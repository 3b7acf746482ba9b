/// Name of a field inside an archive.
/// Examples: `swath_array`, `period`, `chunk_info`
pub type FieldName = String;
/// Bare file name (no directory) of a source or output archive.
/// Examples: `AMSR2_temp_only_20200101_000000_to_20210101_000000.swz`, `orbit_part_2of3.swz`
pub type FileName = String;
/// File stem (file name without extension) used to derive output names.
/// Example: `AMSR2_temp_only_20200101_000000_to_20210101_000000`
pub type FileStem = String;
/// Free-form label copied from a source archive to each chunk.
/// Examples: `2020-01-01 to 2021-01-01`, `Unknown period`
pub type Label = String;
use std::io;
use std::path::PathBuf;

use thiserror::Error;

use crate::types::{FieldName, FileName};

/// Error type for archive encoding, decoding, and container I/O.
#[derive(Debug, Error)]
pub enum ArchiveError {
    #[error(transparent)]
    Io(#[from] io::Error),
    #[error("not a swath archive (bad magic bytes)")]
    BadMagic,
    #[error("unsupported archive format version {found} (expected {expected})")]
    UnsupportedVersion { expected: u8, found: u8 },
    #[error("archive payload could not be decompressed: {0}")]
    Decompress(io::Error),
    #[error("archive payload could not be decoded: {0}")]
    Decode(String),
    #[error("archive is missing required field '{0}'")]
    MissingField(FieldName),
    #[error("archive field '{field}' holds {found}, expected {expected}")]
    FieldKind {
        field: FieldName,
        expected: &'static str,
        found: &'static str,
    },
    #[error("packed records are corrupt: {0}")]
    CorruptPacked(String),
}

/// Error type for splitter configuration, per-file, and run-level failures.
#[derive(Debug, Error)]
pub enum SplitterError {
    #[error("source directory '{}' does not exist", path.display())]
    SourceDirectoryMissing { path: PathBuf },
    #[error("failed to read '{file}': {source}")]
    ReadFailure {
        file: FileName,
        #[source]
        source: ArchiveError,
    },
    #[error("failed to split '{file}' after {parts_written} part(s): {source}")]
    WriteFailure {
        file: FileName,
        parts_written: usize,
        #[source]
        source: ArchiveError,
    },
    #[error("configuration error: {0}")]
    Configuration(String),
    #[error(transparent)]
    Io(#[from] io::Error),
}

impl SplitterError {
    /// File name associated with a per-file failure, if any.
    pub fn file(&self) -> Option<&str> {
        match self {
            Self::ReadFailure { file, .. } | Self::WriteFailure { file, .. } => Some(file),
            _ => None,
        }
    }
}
● ● ● ● ● ● ●
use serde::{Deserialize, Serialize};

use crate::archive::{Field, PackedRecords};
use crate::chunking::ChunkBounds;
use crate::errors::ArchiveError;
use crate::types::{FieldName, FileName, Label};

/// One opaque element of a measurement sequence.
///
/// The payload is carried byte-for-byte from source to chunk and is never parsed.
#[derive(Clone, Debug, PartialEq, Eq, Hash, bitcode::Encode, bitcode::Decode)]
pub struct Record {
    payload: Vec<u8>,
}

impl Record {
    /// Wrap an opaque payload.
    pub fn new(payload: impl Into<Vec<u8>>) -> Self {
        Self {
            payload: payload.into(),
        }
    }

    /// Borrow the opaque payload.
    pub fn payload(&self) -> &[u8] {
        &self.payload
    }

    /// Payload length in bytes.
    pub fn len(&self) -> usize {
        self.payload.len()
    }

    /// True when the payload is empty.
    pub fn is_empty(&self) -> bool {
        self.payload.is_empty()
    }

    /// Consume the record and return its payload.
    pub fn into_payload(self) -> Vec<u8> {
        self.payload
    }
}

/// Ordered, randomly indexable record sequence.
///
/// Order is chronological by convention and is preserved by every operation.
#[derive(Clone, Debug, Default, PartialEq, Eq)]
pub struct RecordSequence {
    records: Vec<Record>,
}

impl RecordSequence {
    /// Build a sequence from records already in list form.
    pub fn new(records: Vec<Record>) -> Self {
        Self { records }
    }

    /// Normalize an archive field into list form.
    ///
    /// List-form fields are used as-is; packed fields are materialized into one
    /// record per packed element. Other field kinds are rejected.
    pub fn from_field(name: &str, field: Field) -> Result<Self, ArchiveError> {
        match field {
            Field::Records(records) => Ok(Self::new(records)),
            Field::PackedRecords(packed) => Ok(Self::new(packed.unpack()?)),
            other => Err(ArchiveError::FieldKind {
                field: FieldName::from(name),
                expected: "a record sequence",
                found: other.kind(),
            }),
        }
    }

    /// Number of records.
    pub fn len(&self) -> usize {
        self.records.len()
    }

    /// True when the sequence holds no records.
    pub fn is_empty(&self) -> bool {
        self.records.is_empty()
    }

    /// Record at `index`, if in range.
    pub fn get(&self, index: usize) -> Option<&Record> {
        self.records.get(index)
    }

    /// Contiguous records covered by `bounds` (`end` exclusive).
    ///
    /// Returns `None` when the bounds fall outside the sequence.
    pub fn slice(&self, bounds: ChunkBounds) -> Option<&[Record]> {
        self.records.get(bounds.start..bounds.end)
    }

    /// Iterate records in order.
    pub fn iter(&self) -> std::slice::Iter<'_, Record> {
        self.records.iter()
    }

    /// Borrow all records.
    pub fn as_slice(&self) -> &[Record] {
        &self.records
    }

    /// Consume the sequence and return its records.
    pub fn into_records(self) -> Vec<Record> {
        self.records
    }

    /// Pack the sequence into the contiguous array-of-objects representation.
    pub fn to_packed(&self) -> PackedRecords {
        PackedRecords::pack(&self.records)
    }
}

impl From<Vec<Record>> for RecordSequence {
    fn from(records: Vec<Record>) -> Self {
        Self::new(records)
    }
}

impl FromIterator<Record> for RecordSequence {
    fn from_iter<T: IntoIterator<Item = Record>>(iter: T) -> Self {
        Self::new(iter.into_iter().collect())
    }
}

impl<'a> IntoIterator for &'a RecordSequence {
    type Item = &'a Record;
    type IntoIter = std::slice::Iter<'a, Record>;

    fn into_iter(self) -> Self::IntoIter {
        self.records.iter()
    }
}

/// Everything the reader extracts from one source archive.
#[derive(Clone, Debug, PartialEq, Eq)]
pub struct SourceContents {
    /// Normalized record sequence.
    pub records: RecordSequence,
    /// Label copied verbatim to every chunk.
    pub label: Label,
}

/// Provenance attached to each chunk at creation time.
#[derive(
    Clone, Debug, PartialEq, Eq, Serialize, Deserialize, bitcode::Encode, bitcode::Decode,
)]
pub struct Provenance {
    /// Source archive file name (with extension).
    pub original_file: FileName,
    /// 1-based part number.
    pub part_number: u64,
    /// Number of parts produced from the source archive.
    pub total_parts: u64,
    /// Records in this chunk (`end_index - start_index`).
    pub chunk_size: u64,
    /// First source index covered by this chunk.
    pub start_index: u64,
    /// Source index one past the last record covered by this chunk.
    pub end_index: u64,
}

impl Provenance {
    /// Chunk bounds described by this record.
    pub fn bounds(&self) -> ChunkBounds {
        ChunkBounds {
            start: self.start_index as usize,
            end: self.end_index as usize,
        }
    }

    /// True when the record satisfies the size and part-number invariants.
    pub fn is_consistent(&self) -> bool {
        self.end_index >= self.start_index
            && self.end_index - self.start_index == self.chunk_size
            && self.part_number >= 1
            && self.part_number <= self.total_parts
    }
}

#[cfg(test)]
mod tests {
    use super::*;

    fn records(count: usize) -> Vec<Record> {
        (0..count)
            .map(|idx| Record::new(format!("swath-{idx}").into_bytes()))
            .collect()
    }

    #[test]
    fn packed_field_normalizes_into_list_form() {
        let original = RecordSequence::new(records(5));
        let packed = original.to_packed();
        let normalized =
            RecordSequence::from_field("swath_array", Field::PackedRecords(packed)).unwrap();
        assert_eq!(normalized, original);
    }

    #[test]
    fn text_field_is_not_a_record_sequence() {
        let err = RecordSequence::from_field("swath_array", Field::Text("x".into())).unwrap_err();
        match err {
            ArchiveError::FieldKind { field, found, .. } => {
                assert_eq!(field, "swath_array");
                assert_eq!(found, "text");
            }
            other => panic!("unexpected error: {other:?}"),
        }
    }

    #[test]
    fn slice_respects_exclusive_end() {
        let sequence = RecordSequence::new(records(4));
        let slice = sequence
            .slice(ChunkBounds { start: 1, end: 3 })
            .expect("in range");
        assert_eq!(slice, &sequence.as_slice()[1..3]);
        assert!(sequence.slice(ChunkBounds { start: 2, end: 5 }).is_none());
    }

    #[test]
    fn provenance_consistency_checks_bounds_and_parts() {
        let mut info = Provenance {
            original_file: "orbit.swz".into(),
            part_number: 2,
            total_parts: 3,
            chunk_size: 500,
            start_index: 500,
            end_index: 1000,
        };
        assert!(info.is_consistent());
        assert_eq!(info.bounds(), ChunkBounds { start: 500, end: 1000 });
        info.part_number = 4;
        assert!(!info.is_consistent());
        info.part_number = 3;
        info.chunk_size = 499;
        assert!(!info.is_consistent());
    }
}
● ● ● ● ● ● ●
## Problem requirements
In the data above, find the line that contains "repository 3b7acf746482ba9b" and the line that contains "to each chunk.". Repeat exactly those lines and every line between them, and only those.

## Answer for this exercise
repository 3b7acf746482ba9b
/// Name of a field inside an archive.
/// Examples: `swath_array`, `period`, `chunk_info`
pub type FieldName = String;
/// Bare file name (no directory) of a source or output archive.
/// Examples: `AMSR2_temp_only_20200101_000000_to_20210101_000000.swz`, `orbit_part_2of3.swz`
pub type FileName = String;
/// File stem (file name without extension) used to derive output names.
/// Example: `AMSR2_temp_only_20200101_000000_to_20210101_000000`
pub type FileStem = String;
/// Free-form label copied from a source archive to each chunk.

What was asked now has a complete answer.